Les médias américains ont emboîté le pas à leurs collègues en France, écoutant le récit des sauvages de la campagne-bumpkin devenus fou furieux. Reportage pour la Nouvelle République, Alexander Hurst a qualifié les Gilets Jaunes de laids et illibéraux, leur ascension inséparables de la politique d'extrême droite. Hurst prétendait dévoiler le cœur antisémite du mouvement des Gilets Jaunes, la preuve étant quelques incidents disparates de manifestants maudissant des Juifs dans la rue ou faisant des salutations nazies, un comportement qui devait en quelque sorte définir un mouvement impliquant des centaines de milliers de personnes. Adam Nossiter du New York Times, en écrivant en décembre, a opté pour un portrait de Gilets Jaunes dans le centre-ville de Guéret, dans le centre de la France, où les "acides... romans d'un célèbre fils natif, l'écrivain antisémite du XXe siècle Marcel Jouhandeau" avait habitué les habitants de Guéret" à se moquer d'eux comme l'incarnation de l'arriération provinciale. "Nossiter caractérisait les Gilets Jaunes avec une insinuation sournoise: ils étaient tous les descendants de ceux qui ont inspiré les personnages de Jouhandeau." Le comité de rédaction du Times a exercé son discernement avec une description ridiculement inadaptée des Gilets Jaunes comme les cousins des Américains qui ont voté pour Donald Trump, et des Polonais, Hongrois et Italiens qui ont élu des gouvernements populistes et antidémocratiques.

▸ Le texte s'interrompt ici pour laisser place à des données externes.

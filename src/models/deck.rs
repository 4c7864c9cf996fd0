use std::fmt::{self, Display, Formatter};

use serde::{Deserialize, Serialize};

/// A deck picked by the selector. The name only shows up in log lines.
#[derive(Debug, Clone, PartialEq, Eq, Hash, Serialize, Deserialize)]
pub struct DeckRef {
    pub id: String,
    #[serde(default)]
    pub name: String,
}

impl DeckRef {
    pub fn new(id: &str, name: &str) -> Self {
        DeckRef {
            id: id.to_string(),
            name: name.to_string(),
        }
    }
}

impl Display for DeckRef {
    fn fmt(&self, f: &mut Formatter) -> fmt::Result {
        write!(f, "{} ({})", self.name, self.id)
    }
}
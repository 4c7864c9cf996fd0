use std::fmt::{self, Display, Formatter};

use lazy_static::lazy_static;
use serde::{Deserialize, Serialize};
use strum_macros::EnumString;

use crate::analysis::classifier::WordPattern;

lazy_static! {
    static ref LAND_WORD: WordPattern = WordPattern::new("land").unwrap();
    static ref BASIC_WORD: WordPattern = WordPattern::new("basic").unwrap();
}

/// Read-only view of a catalog card, as far as deck analysis cares.
#[derive(Debug, Clone, PartialEq, Serialize, Deserialize)]
pub struct CardSnapshot {
    pub name: String,
    pub cmc: f64,
    pub type_line: String,
    #[serde(default)]
    pub mana_cost: String,
    #[serde(default)]
    pub oracle_text: String,
    pub is_land: bool,
    pub is_basic_land: bool,
}

impl CardSnapshot {
    /// Builds a snapshot from raw catalog columns, deriving the land flags from the type line.
    pub fn from_catalog(
        name: &str,
        cmc: f64,
        type_line: &str,
        mana_cost: &str,
        oracle_text: &str,
    ) -> Self {
        CardSnapshot {
            name: name.to_string(),
            cmc,
            type_line: type_line.to_string(),
            mana_cost: mana_cost.to_string(),
            oracle_text: oracle_text.to_string(),
            is_land: LAND_WORD.is_match(type_line),
            is_basic_land: BASIC_WORD.is_match(type_line),
        }
    }
}

#[derive(
    Debug, Clone, Copy, PartialEq, Eq, Hash, Serialize, Deserialize, EnumString, strum_macros::Display,
)]
#[serde(rename_all = "lowercase")]
#[strum(serialize_all = "lowercase")]
pub enum BoardSection {
    Commander,
    Mainboard,
    Sideboard,
    Maybeboard,
}

impl BoardSection {
    pub const ANALYZED: [BoardSection; 2] = [BoardSection::Commander, BoardSection::Mainboard];

    pub fn counts_toward_analysis(&self) -> bool {
        BoardSection::ANALYZED.contains(self)
    }
}

/// One deck-list line as the importer stores it.
#[derive(Debug, Clone, PartialEq, Serialize, Deserialize)]
pub struct DeckCardEntry {
    pub deck_id: String,
    pub card_id: String,
    pub quantity: u32,
    #[serde(rename = "board_type")]
    pub section: BoardSection,
}

/// A card with its multiplicity in a deck, restricted to analyzed sections.
#[derive(Debug, Clone, PartialEq)]
pub struct DeckCardRow {
    pub card: CardSnapshot,
    pub quantity: u32,
}

impl Display for DeckCardRow {
    fn fmt(&self, f: &mut Formatter) -> fmt::Result {
        write!(f, "{}x {} [{}]", self.quantity, self.card.name, self.card.type_line)
    }
}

En trois semaines d'interview de dizaines de Gilets Jaunes choisis au hasard dans les rues de Paris, dans d'autres villes comme Rouen et dans les petites villes de la capitale, je n'ai trouvé personne qui correspondait à ce profil - pas un partisan du Rallye National ou de la Marine Le Pen, pas celui qui a mentionné les Juifs, ou a exprimé la haine des immigrants ou des musulmans, ou dont les idées de gouvernance pourraient être décrites à distance comme illibérales. Quand j'ai mentionné Donald Trump, ce que j'ai obtenu en réponse, de ceux qui ont pris la peine de nous suivre politique, crachait des invectives doublées de dégoût envers les stupides Américains pour l'avoir élu.

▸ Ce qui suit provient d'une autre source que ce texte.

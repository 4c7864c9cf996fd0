use async_trait::async_trait;

use crate::analysis::AnalysisMode;
use crate::error::{RowDecodeError, StoreError};
use crate::models::card::DeckCardRow;
use crate::models::deck::DeckRef;
use crate::models::deck_analysis::AnalysisRecord;

pub mod memory;
pub mod surreal;

pub use memory::MemoryStore;
pub use surreal::SurrealStore;

#[derive(Debug, Clone, Copy, PartialEq, Eq)]
pub enum PersistOutcome {
    Written,
    /// Fresh-only mode found an existing record and left it alone.
    Skipped,
}

pub type FetchedRow = Result<DeckCardRow, RowDecodeError>;

/// Read side of the card catalog plus the write side of `deck_analysis`.
#[async_trait]
pub trait DeckStore: Send + Sync {
    /// Decks lacking an analysis (fresh-only) or every deck (overwrite).
    async fn select_decks(&self, mode: AnalysisMode) -> Result<Vec<DeckRef>, StoreError>;

    /// Commander and mainboard cards of a deck, one entry per (card, quantity) pair.
    async fn fetch_deck_cards(&self, deck_id: &str) -> Result<Vec<FetchedRow>, StoreError>;

    async fn persist_analysis(
        &self,
        record: &AnalysisRecord,
        mode: AnalysisMode,
    ) -> Result<PersistOutcome, StoreError>;
}
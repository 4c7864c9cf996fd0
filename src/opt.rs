use std::collections::HashMap;
use std::env;

use lazy_static::lazy_static;

#[derive(strum_macros::Display, Eq, PartialEq, Debug, Hash, Clone, Copy)]
pub enum DbgFlg {
    #[strum(serialize = "DBG_FLG_DB")]
    Db,
    #[strum(serialize = "DBG_FLG_ANALYSIS")]
    Analysis,
}

lazy_static! {
    pub static ref DBG_FLG_DEFAULTS: HashMap<DbgFlg, bool> =
        HashMap::from([(DbgFlg::Db, false), (DbgFlg::Analysis, false)]);
}

impl DbgFlg {
    fn target(&self) -> &'static str {
        match self {
            DbgFlg::Db => "deck_analysis::db",
            DbgFlg::Analysis => "deck_analysis::analysis",
        }
    }
}

/// Emits `s` at debug level when the flag's env var (or its default) enables it.
pub fn log_if(s: &str, flg: DbgFlg) {
    if checkflag(&flg) {
        log::debug!(target: flg.target(), "{}", s);
    }
}

pub fn checkflag(flag: &DbgFlg) -> bool {
    env::var(flag.to_string()).ok().map_or_else(
        || DBG_FLG_DEFAULTS.get(flag).copied().unwrap_or(false),
        |s| s == "1" || s == "true",
    )
}

#[cfg(test)]
mod tests {
    use super::*;

    #[test]
    fn test_flag_names_match_env_vars() {
        assert_eq!(DbgFlg::Db.to_string(), "DBG_FLG_DB");
        assert_eq!(DbgFlg::Analysis.to_string(), "DBG_FLG_ANALYSIS");
    }

    #[test]
    fn test_defaults_cover_every_flag() {
        assert!(DBG_FLG_DEFAULTS.contains_key(&DbgFlg::Db));
        assert!(DBG_FLG_DEFAULTS.contains_key(&DbgFlg::Analysis));
    }
}
use std::time::Duration;

use thiserror::Error;

/// Failures raised by a `DeckStore` implementation or by the guard around its calls.
#[derive(Error, Debug)]
pub enum StoreError {
    #[error("SurrealDB error: {0}")]
    Surreal(#[from] surrealdb::Error),

    #[error("Serialization error: {0}")]
    Serialization(#[from] serde_json::Error),

    #[error("Store call timed out after {0:?}")]
    Timeout(Duration),

    #[error("Store call cancelled")]
    Cancelled,

    #[error("Store error: {0}")]
    Backend(String),
}

/// A single fetched row that could not be turned into a `DeckCardRow`.
#[derive(Error, Debug, Clone, PartialEq)]
#[error("row {index}: {reason}")]
pub struct RowDecodeError {
    pub index: usize,
    pub reason: String,
}

#[derive(Error, Debug)]
pub enum AnalysisError {
    #[error("Skipping row in deck {deck_id}: {source}")]
    RowRead {
        deck_id: String,
        #[source]
        source: RowDecodeError,
    },

    #[error("Failed to fetch cards for deck {deck_id}: {source}")]
    DeckFetch {
        deck_id: String,
        #[source]
        source: StoreError,
    },

    #[error("Failed to persist analysis for deck {deck_id}: {source}")]
    Persist {
        deck_id: String,
        #[source]
        source: StoreError,
    },

    #[error("Failed to select decks for analysis: {0}")]
    BatchInit(#[source] StoreError),
}

impl AnalysisError {
    pub fn is_cancelled(&self) -> bool {
        matches!(
            self,
            AnalysisError::DeckFetch { source: StoreError::Cancelled, .. }
                | AnalysisError::Persist { source: StoreError::Cancelled, .. }
                | AnalysisError::BatchInit(StoreError::Cancelled)
        )
    }
}
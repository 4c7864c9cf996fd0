use std::fmt::{self, Display, Formatter};
use std::future::Future;
use std::sync::Arc;

use futures::stream::{self, StreamExt};
use itertools::Itertools;
use strum_macros::EnumString;
use tokio_util::sync::CancellationToken;

use crate::context::EngineConfig;
use crate::db_access::{DeckStore, PersistOutcome};
use crate::error::{AnalysisError, RowDecodeError, StoreError};
use crate::models::deck::DeckRef;
use crate::models::deck_analysis::AnalysisRecord;
use crate::opt::{log_if, DbgFlg};

pub mod aggregator;
pub mod classifier;
pub mod mana_cost;

use aggregator::DeckAggregator;

#[derive(Debug, Clone, Copy, PartialEq, Eq, Hash, EnumString, strum_macros::Display)]
pub enum AnalysisMode {
    /// Only decks without a stored analysis; existing rows are never touched.
    #[strum(serialize = "fresh-only")]
    FreshOnly,
    /// Every deck; each stored row is replaced whole.
    #[strum(serialize = "overwrite")]
    Overwrite,
}

#[derive(Debug)]
enum DeckOutcome {
    Written { rows_skipped: usize },
    Skipped { rows_skipped: usize },
    Failed(AnalysisError),
}

#[derive(Debug, Clone, Default, PartialEq, Eq)]
pub struct BatchReport {
    pub selected: usize,
    pub written: usize,
    pub skipped: usize,
    pub failed: usize,
    pub rows_skipped: usize,
    pub cancelled: bool,
}

impl Display for BatchReport {
    fn fmt(&self, f: &mut Formatter) -> fmt::Result {
        write!(
            f,
            "{} selected, {} written, {} skipped, {} failed, {} rows skipped{}",
            self.selected,
            self.written,
            self.skipped,
            self.failed,
            self.rows_skipped,
            if self.cancelled { " (cancelled)" } else { "" }
        )
    }
}

pub struct AnalysisEngine<S: DeckStore> {
    store: Arc<S>,
    config: EngineConfig,
}

impl<S: DeckStore> AnalysisEngine<S> {
    pub fn new(store: Arc<S>, config: EngineConfig) -> Self {
        AnalysisEngine { store, config }
    }

    /// Runs one analysis pass. Only a failed deck selection is returned as an error;
    /// per-deck failures are logged and counted in the report.
    pub async fn run(&self, cancel: &CancellationToken) -> Result<BatchReport, AnalysisError> {
        let mode = self.config.mode;
        let decks = self
            .guarded(cancel, self.store.select_decks(mode))
            .await
            .map_err(AnalysisError::BatchInit)?;

        let decks = decks
            .into_iter()
            .unique_by(|deck| deck.id.clone())
            .collect::<Vec<DeckRef>>();
        log::info!("Selected {} decks for analysis ({})", decks.len(), mode);

        let mut report = BatchReport {
            selected: decks.len(),
            ..BatchReport::default()
        };

        let outcomes = stream::iter(decks)
            .map(|deck| self.analyze_deck(deck, cancel))
            .buffer_unordered(self.config.concurrency.max(1))
            .collect::<Vec<DeckOutcome>>()
            .await;

        for outcome in outcomes {
            match outcome {
                DeckOutcome::Written { rows_skipped } => {
                    report.written += 1;
                    report.rows_skipped += rows_skipped;
                }
                DeckOutcome::Skipped { rows_skipped } => {
                    report.skipped += 1;
                    report.rows_skipped += rows_skipped;
                }
                DeckOutcome::Failed(err) => {
                    if err.is_cancelled() {
                        report.cancelled = true;
                    }
                    report.failed += 1;
                }
            }
        }

        report.cancelled |= cancel.is_cancelled();
        log::info!("Analysis pass finished: {}", report);
        Ok(report)
    }

    async fn analyze_deck(&self, deck: DeckRef, cancel: &CancellationToken) -> DeckOutcome {
        match self.try_analyze_deck(&deck, cancel).await {
            Ok(outcome) => outcome,
            Err(err) => {
                if err.is_cancelled() {
                    log::warn!("{}", err);
                } else {
                    log::error!("{}", err);
                }
                DeckOutcome::Failed(err)
            }
        }
    }

    async fn try_analyze_deck(
        &self,
        deck: &DeckRef,
        cancel: &CancellationToken,
    ) -> Result<DeckOutcome, AnalysisError> {
        log::info!("Analyzing deck: {}", deck);

        let rows = self
            .guarded(cancel, self.store.fetch_deck_cards(&deck.id))
            .await
            .map_err(|source| AnalysisError::DeckFetch {
                deck_id: deck.id.clone(),
                source,
            })?;

        let mut aggregator = DeckAggregator::new(&deck.id);
        let mut rows_skipped = 0;
        for (index, row) in rows.into_iter().enumerate() {
            let checked = row.and_then(|row| {
                DeckAggregator::validate(&row)
                    .map(|_| row)
                    .map_err(|reason| RowDecodeError { index, reason })
            });
            match checked {
                Ok(row) => {
                    log_if(&format!("{}: {}", deck.id, row), DbgFlg::Analysis);
                    aggregator.add_row(&row);
                }
                Err(source) => {
                    rows_skipped += 1;
                    log::warn!(
                        "{}",
                        AnalysisError::RowRead {
                            deck_id: deck.id.clone(),
                            source,
                        }
                    );
                }
            }
        }
        let analysis = aggregator.finish();

        let persist_err = |source: StoreError| AnalysisError::Persist {
            deck_id: deck.id.clone(),
            source,
        };
        let record = AnalysisRecord::encode(&analysis)
            .map_err(|err| persist_err(StoreError::Serialization(err)))?;
        if cancel.is_cancelled() {
            return Err(persist_err(StoreError::Cancelled));
        }
        // A started write may already be committed, so it is only bounded by the deadline.
        let outcome = self
            .bounded(self.store.persist_analysis(&record, self.config.mode))
            .await
            .map_err(persist_err)?;

        Ok(match outcome {
            PersistOutcome::Written => DeckOutcome::Written { rows_skipped },
            PersistOutcome::Skipped => {
                log::info!("Deck {} already has an analysis, left unchanged", deck.id);
                DeckOutcome::Skipped { rows_skipped }
            }
        })
    }

    /// Bounds a store call by the configured deadline and the caller's cancellation.
    async fn guarded<T, F>(&self, cancel: &CancellationToken, call: F) -> Result<T, StoreError>
    where
        F: Future<Output = Result<T, StoreError>>,
    {
        tokio::select! {
            biased;
            _ = cancel.cancelled() => Err(StoreError::Cancelled),
            result = self.bounded(call) => result,
        }
    }

    async fn bounded<T, F>(&self, call: F) -> Result<T, StoreError>
    where
        F: Future<Output = Result<T, StoreError>>,
    {
        let timeout = self.config.query_timeout;
        tokio::time::timeout(timeout, call)
            .await
            .unwrap_or_else(|_| Err(StoreError::Timeout(timeout)))
    }
}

Parmi les Gilets Jaunes que j'ai rencontrés à Paris, il y avait un prêtre de vingt-neuf ans du nom de Cyrgue Dessauce, de la Communauté Aïn Karem, paroisse catholique de la ville, qui portait des sandales en cuir et une croix en bois autour du cou et maintenu au ventre un portrait encadré de la mère du Christ. "C'est un mouvement qui défend les pauvres", m'a-t-il dit, "qui demande au gouvernement de servir le bien commun et non l'économie". J'ai rencontré une femme de cinquante-trois ans nommée Nathalie Konik, une saisonnière qui était sans emploi quand nous avons parlé, qui portait un djembé et, au rythme du tambour, a lancé un appel aux "140 000 sans-abri à travers la France, que nous ne voyons pas dans la capitale puisqu'ils dorment dans nos forêts, par des ruisseaux, dans les bois. Je suis indigné à la vue de ces familles dormant dans la forêt ! On aurait pu penser que cela venait des contes de Zola !" Sur les Champs-Élysées, j'ai rencontré Louis Pines, un adolescent de treize ans à lunettes, qui portait son gilet jaune un badge qui disait que le politicien pense aux prochaines élections, le l'homme d'état pense à la prochaine génération. Son ami Romann Ramfal, un adolescent de dix-sept ans dont la mère avait émigré de l'île Maurice, m'a dit : "Nous voyons nos parents se débattre chaque jour. C'est pourquoi nous sommes Gilets Jaunes." Une blonde pâle de 61 ans nommée Nelly Urbaniak a présenté un tract décrivant le scandale du projet de privatisation des aéroports parisiens. Romain Choquet-Hubert, un étudiant en commerce d'une vingtaine d'années, incroyablement beau, m'a dit que "c'est le peuple contre les élites. Pour nous, le libéralisme est fini en France." Il se tenait devant un mur de police comme un animal déchaîné, aboyant des insultes, les défiant d'attaquer, riant de leurs visages masqués - "Vos lâches masques! Quelle honte honteuse et dégoûtante vous êtes, serviteurs de Macron !" - puis il m'a tiré de côté et, sur son smartphone, a glissé pour trouver un tableau des profils de vote français. 54% des personnes employées comme policiers ont voté pour Le Pen lors de la dernière élection présidentielle. "Vous voyez les racistes, les fascistes", m'a-t-il dit. "C'est la police !"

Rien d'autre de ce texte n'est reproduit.